Automatic Detection: Monitors resource limits, error rates, and system failures
Multiple Severity Levels: Fatal, Critical, Warning, and Error
Alert Deduplication: Prevents duplicate alerts within a time window
Rate Limiting: Configurable limits to prevent alert storms
Retry Logic: Automatic retries with exponential backoff

See the Alerting Guide for detailed configuration and usage.

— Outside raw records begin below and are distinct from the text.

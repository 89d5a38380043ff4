//! The composite in-memory core state: one value holding every cache the
//! reconciler, lifecycle engine, and tracker read and write, replacing a
//! scatter of independent global maps.

use std::collections::{HashMap, HashSet};
use std::sync::Arc;

use chrono::{DateTime, Utc};
use tokio::sync::RwLock;

use crate::models::{Order, OrderSide, Position, StopLimitRepositoryEntry, TrackerProgress};

/// Key for the "one active protective order per symbol+side" index.
pub type SymbolSide = (String, OrderSide);

/// In-memory view of everything the coordinator currently believes about
/// the world. Every field is independently lockable so unrelated readers
/// (e.g. the status endpoint) never contend with the hot path.
#[derive(Debug, Default)]
pub struct CoreState {
    /// Orders keyed by broker order id.
    pub orders: RwLock<HashMap<String, Order>>,
    /// Positions keyed by symbol.
    pub positions: RwLock<HashMap<String, Position>>,
    /// Broker order id of the active order for a given `(symbol, side)`,
    /// used for the fast existence check during `onBuyFilled`.
    pub active_orders_by_symbol_side: RwLock<HashMap<SymbolSide, String>>,
    /// The lifecycle engine's own repository of protective stop-limit
    /// entries, keyed by symbol.
    pub stop_limit_repository: RwLock<HashMap<String, StopLimitRepositoryEntry>>,
    /// Trailing-stop ratchet progress, keyed by symbol.
    pub tracker_progress: RwLock<HashMap<String, TrackerProgress>>,
    /// Monotonically advancing barrier: existence checks that run before
    /// this instant treat stream-only evidence as unreliable and fall back
    /// to a fresh snapshot.
    pub reconnect_window_until: RwLock<DateTime<Utc>>,
    /// Last time `reconcileSymbolOrders` actually ran for a symbol, used to
    /// enforce the 5s-per-symbol rate limit.
    pub last_reconcile_at: RwLock<HashMap<String, DateTime<Utc>>>,
    /// Broker order ids of buy orders this system is tracking as its own
    /// (placed or otherwise known ahead of the fill). A fill for an order
    /// id not in this set is the FALLBACK path (`spec.md` §4.3).
    pub pending_manual_buy_orders: RwLock<HashSet<String>>,
}

impl CoreState {
    /// Builds an empty core state with the reconnect window already
    /// elapsed (i.e. not inside a reconnect window).
    #[must_use]
    pub fn new() -> Arc<Self> {
        Arc::new(Self {
            reconnect_window_until: RwLock::new(Utc::now()),
            ..Self::default()
        })
    }

    /// True if `now` falls inside the reconnect barrier window, meaning
    /// stream-only existence evidence is not yet trustworthy.
    pub async fn within_reconnect_window(&self, now: DateTime<Utc>) -> bool {
        now < *self.reconnect_window_until.read().await
    }

    /// Publishes a new reconnect barrier, advancing `reconnect_window_until`
    /// to `now + window`.
    pub async fn raise_reconnect_barrier(&self, now: DateTime<Utc>, window: chrono::Duration) {
        let mut guard = self.reconnect_window_until.write().await;
        let candidate = now + window;
        if candidate > *guard {
            *guard = candidate;
        }
    }

    /// True if `reconcileSymbolOrders` may run again for `symbol` given the
    /// per-symbol cooldown.
    pub async fn reconcile_due(&self, symbol: &str, now: DateTime<Utc>, cooldown: chrono::Duration) -> bool {
        let last = self.last_reconcile_at.read().await.get(symbol).copied();
        match last {
            Some(last) => now - last >= cooldown,
            None => true,
        }
    }

    /// Records that `reconcileSymbolOrders` just ran for `symbol`.
    pub async fn mark_reconciled(&self, symbol: &str, now: DateTime<Utc>) {
        self.last_reconcile_at
            .write()
            .await
            .insert(symbol.to_string(), now);
    }

    /// Marks `broker_order_id` as a buy this system originated or otherwise
    /// already knows about, exempting its eventual fill from the FALLBACK
    /// gate.
    pub async fn mark_pending_manual_buy(&self, broker_order_id: &str) {
        self.pending_manual_buy_orders
            .write()
            .await
            .insert(broker_order_id.to_string());
    }

    /// Removes and reports whether `broker_order_id` was a tracked pending
    /// buy. Called once, at fill time, to decide tracked-vs-FALLBACK.
    pub async fn take_pending_manual_buy(&self, broker_order_id: &str) -> bool {
        self.pending_manual_buy_orders
            .write()
            .await
            .remove(broker_order_id)
    }
}
//! Trailing-stop tracker: watches unrealized P&L per symbol and ratchets
//! the protective stop price upward as it improves.

use std::collections::HashMap;
use std::sync::Arc;
use std::time::Duration;

use chrono::Utc;
use rust_decimal::Decimal;
use tokio::sync::{mpsc, Mutex};

use crate::execution::core_state::CoreState;
use crate::execution::lifecycle::StopLimitLifecycleEngine;
use crate::execution::persistence::Store;
use crate::models::{TrackerConfig, TrackerProgress};

/// Debounce window applied per symbol to the quote stream: within this
/// window, only the last-seen quote for a symbol is processed.
const QUOTE_DEBOUNCE: Duration = Duration::from_millis(200);

/// One raw quote observation.
#[derive(Debug, Clone, Copy)]
pub struct Quote {
    /// Last traded price.
    pub last: Decimal,
}

/// Drives `spec.md` §4.4: consumes the quote stream, maintains per-symbol
/// ratchet progress, and calls into the lifecycle engine when a step
/// advances.
pub struct TrailingStopTracker {
    core: Arc<CoreState>,
    store: Arc<Store>,
    engine: Arc<StopLimitLifecycleEngine>,
    config: std::sync::RwLock<Arc<TrackerConfig>>,
}

impl TrailingStopTracker {
    /// Builds the tracker over its shared collaborators.
    #[must_use]
    pub fn new(
        core: Arc<CoreState>,
        store: Arc<Store>,
        engine: Arc<StopLimitLifecycleEngine>,
        config: TrackerConfig,
    ) -> Self {
        Self {
            core,
            store,
            engine,
            config: std::sync::RwLock::new(Arc::new(config)),
        }
    }

    /// Hot-swaps the tracker configuration.
    #[allow(clippy::unwrap_used)]
    pub fn update_config(&self, config: TrackerConfig) {
        *self.config.write().unwrap() = Arc::new(config);
    }

    #[allow(clippy::unwrap_used)]
    fn current_config(&self) -> Arc<TrackerConfig> {
        Arc::clone(&self.config.read().unwrap())
    }

    /// Processes one quote for `symbol`: updates unrealized P&L, advances
    /// the ratchet if a new step threshold has been crossed, and calls the
    /// lifecycle engine to push the new stop price to the broker.
    pub async fn on_quote(&self, symbol: &str, quote: Quote) {
        let Some(position) = self.core.positions.read().await.get(symbol).cloned() else {
            return;
        };
        if position.quantity.is_zero() {
            return;
        }

        let config = self.current_config();
        let Some(group) = config.matching_group(position.average_price) else {
            return;
        };

        let pnl = (quote.last - position.average_price) * position.quantity;

        let mut progress_map = self.core.tracker_progress.write().await;
        let progress = progress_map
            .entry(symbol.to_string())
            .or_insert_with(|| TrackerProgress::fresh(symbol, group.group_id.clone(), Utc::now()));
        progress.last_pnl = pnl;
        progress.last_update = Utc::now();

        // Advance as many steps as the P&L now justifies, but never more
        // than one ratchet step per quote: the lifecycle engine will catch
        // up on the next tick if multiple thresholds were crossed at once.
        let next_index = usize::try_from(progress.current_step_index + 1).unwrap_or(0);
        let Some(step) = group.steps.get(next_index) else {
            drop(progress_map);
            return;
        };
        if pnl < step.pnl {
            drop(progress_map);
            return;
        }

        progress.current_step_index = i32::try_from(next_index).unwrap_or(progress.current_step_index);
        let new_stop = position.average_price + step.stop;
        let progress_snapshot = progress.clone();
        drop(progress_map);

        if let Err(error) = self.store.upsert_tracker_progress(&progress_snapshot).await {
            tracing::error!(symbol, %error, "failed to persist tracker progress");
        }

        let outcome = self.engine.on_tracker_step_advance(symbol, new_stop).await;
        tracing::debug!(symbol, ?outcome, new_stop = %new_stop, "tracker step advance applied");
    }

    /// Resets ratchet progress to its pre-position state. Called when the
    /// reconciler reports the position closed.
    pub async fn on_position_closed(&self, symbol: &str) {
        self.core.tracker_progress.write().await.remove(symbol);
        if let Err(error) = self.store.delete_tracker_progress_immediate(symbol).await {
            tracing::error!(symbol, %error, "failed to delete tracker progress on position close");
        }
    }
}

/// Runs the quote-debounce loop: consumes raw `(symbol, Quote)` pairs from
/// `rx` and forwards only the last-seen quote per symbol once
/// [`QUOTE_DEBOUNCE`] has elapsed since that symbol's last forward.
pub async fn run_quote_debounce(
    tracker: Arc<TrailingStopTracker>,
    mut rx: mpsc::Receiver<(String, Quote)>,
    shutdown: tokio_util::sync::CancellationToken,
) {
    let pending: Arc<Mutex<HashMap<String, Quote>>> = Arc::new(Mutex::new(HashMap::new()));
    let mut ticker = tokio::time::interval(QUOTE_DEBOUNCE);

    loop {
        tokio::select! {
            maybe_quote = rx.recv() => {
                match maybe_quote {
                    Some((symbol, quote)) => {
                        pending.lock().await.insert(symbol, quote);
                    }
                    None => break,
                }
            }
            _ = ticker.tick() => {
                let batch = {
                    let mut guard = pending.lock().await;
                    std::mem::take(&mut *guard)
                };
                for (symbol, quote) in batch {
                    tracker.on_quote(&symbol, quote).await;
                }
            }
            () = shutdown.cancelled() => break,
        }
    }
}

#[cfg(test)]
mod tests {
    use super::*;
    use crate::execution::core_state::CoreState;
    use crate::execution::reconciler::StateReconciler;
    use crate::execution::serializer::PerSymbolSerializer;
    use crate::infrastructure::broker::{BrokerClient, BrokerConfig};
    use crate::models::{Position, TrackerGroup, TrackerStep};
    use rust_decimal_macros::dec;

    fn sample_config() -> TrackerConfig {
        TrackerConfig {
            version: 1,
            groups: vec![TrackerGroup {
                group_id: "core".into(),
                min_price: dec!(0),
                max_price: dec!(1000),
                enabled: true,
                initial_stop_price_offset: dec!(-0.20),
                steps: vec![
                    TrackerStep { pnl: dec!(500), stop: dec!(0.00) },
                    TrackerStep { pnl: dec!(1000), stop: dec!(1.00) },
                ],
            }],
        }
    }

    async fn test_tracker() -> (Arc<CoreState>, TrailingStopTracker) {
        let core = CoreState::new();
        let store = Arc::new(Store::open_in_memory(Duration::ZERO).await.unwrap());
        let broker = Arc::new(BrokerClient::new(BrokerConfig::new("http://127.0.0.1:0", "key")).unwrap());
        let serializer = PerSymbolSerializer::new();
        let reconciler = Arc::new(StateReconciler::new(Arc::clone(&core), Arc::clone(&store), Arc::clone(&broker)));
        let engine = Arc::new(StopLimitLifecycleEngine::new(
            Arc::clone(&core),
            Arc::clone(&store),
            broker,
            serializer,
            reconciler,
            sample_config(),
        ));
        let tracker = TrailingStopTracker::new(Arc::clone(&core), store, engine, sample_config());
        (core, tracker)
    }

    #[tokio::test]
    async fn ratchet_index_advances_once_pnl_crosses_first_step() {
        let (core, tracker) = test_tracker().await;
        core.positions.write().await.insert(
            "AAPL".into(),
            Position {
                symbol: "AAPL".into(),
                quantity: dec!(500),
                average_price: dec!(225.50),
                last_updated: Utc::now(),
            },
        );

        tracker.on_quote("AAPL", Quote { last: dec!(226.50) }).await;

        let progress = core.tracker_progress.read().await;
        assert_eq!(progress.get("AAPL").unwrap().current_step_index, 0);
    }

    #[tokio::test]
    async fn no_position_means_quote_is_ignored() {
        let (core, tracker) = test_tracker().await;
        tracker.on_quote("AAPL", Quote { last: dec!(300) }).await;
        assert!(core.tracker_progress.read().await.get("AAPL").is_none());
    }

    #[tokio::test]
    async fn position_close_resets_and_removes_progress() {
        let (core, tracker) = test_tracker().await;
        core.tracker_progress.write().await.insert(
            "AAPL".into(),
            TrackerProgress {
                symbol: "AAPL".into(),
                group_id: "core".into(),
                current_step_index: 1,
                last_pnl: dec!(900),
                last_update: Utc::now(),
            },
        );
        tracker.on_position_closed("AAPL").await;
        assert!(core.tracker_progress.read().await.get("AAPL").is_none());
    }

    proptest::proptest! {
        // Ratchet invariant (spec.md §4.4): whatever order the quote
        // stream delivers prices in, current_step_index never decreases.
        #[test]
        fn ratchet_index_is_monotonic_across_arbitrary_quote_sequences(
            raw_prices in proptest::collection::vec(180i64..260i64, 1..30)
        ) {
            let rt = tokio::runtime::Runtime::new().unwrap();
            rt.block_on(async {
                let (core, tracker) = test_tracker().await;
                core.positions.write().await.insert(
                    "AAPL".into(),
                    Position {
                        symbol: "AAPL".into(),
                        quantity: dec!(500),
                        average_price: dec!(200.00),
                        last_updated: Utc::now(),
                    },
                );

                let mut last_index = -1;
                for raw in raw_prices {
                    let price = rust_decimal::Decimal::new(raw, 0);
                    tracker.on_quote("AAPL", Quote { last: price }).await;
                    let current = core
                        .tracker_progress
                        .read()
                        .await
                        .get("AAPL")
                        .map_or(-1, |p| p.current_step_index);
                    proptest::prop_assert!(current >= last_index);
                    last_index = current;
                }
                Ok(())
            })?;
        }
    }
}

Prometheus & Grafana Integration

Podtrace exposes runtime metrics for Kubernetes pods using a built-in Prometheus endpoint. These metrics cover networking (TCP/UDP), DNS, CPU scheduling, file system operations, memory events, and HTTP tracing, all labeled per process and event type.

Running:

./bin/podtrace -n production my-pod --metrics

launches an HTTP server accessible at:

http://localhost:3000/metrics

Prometheus Scrape Configuration

In your Prometheus scrape job, set <PODTRACE_HOST> to the address of the pod or host running Podtrace.

scrape_configs:
  - job_name: 'Podtrace'
    static_configs:
      - targets: ['<PODTRACE_HOST>:3000']

Available Metrics

All metrics are exported per process and per event type:

Metric	Description
`podtrace_rtt_seconds`	Histogram of TCP RTTs
`podtrace_rtt_latest_seconds`	Most recent TCP RTT
`podtrace_latency_seconds`	Histogram of TCP send/receive latency
`podtrace_latency_latest_seconds`	Most recent TCP latency
`podtrace_dns_latency_seconds_gauge`	Latest DNS query latency
`podtrace_dns_latency_seconds_histogram`	Distribution of DNS query latencies
`podtrace_fs_latency_seconds_gauge`	Latest file system operation latency
`podtrace_fs_latency_seconds_histogram`	Distribution of file system operation latencies
`podtrace_network_bytes_total`	Total bytes transferred over network (TCP/UDP)
`podtrace_filesystem_bytes_total`	Total bytes transferred via filesystem ops
`podtrace_cpu_block_seconds_gauge`	Latest CPU block time
`podtrace_cpu_block_seconds_histogram`	Distribution of CPU block times
`podtrace_resource_limit_bytes`	Resource limit in bytes (CPU/Memory/I/O)
`podtrace_resource_usage_bytes`	Current resource usage in bytes
`podtrace_resource_utilization_percent`	Resource utilization percentage
`podtrace_resource_alert_level`	Resource alert level (0-3: none/warning/critical/emergency)
`podtrace_pool_acquires_total`	Total connection pool acquires
`podtrace_pool_releases_total`	Total connection pool releases
`podtrace_pool_exhausted_total`	Total pool exhaustion events
`podtrace_pool_wait_time_seconds`	Histogram of pool wait times
`podtrace_pool_connections`	Current number of connections in pool
`podtrace_pool_utilization`	Pool utilization percentage

Grafana Dashboard

A ready-to-use Grafana dashboard JSON is included in the repository at podtrace/internal/metricsexporter/dashboard/Podtrace-Dashboard.json

Steps to use:

Open Grafana and go to Dashboards → New → Import.
Paste the JSON or upload the .json file.
Select or your Prometheus datasource as the datasource.
Import. The dashboard will display per-process and per-event-type metrics for RTT, latency, DNS, FS, and CPU block time.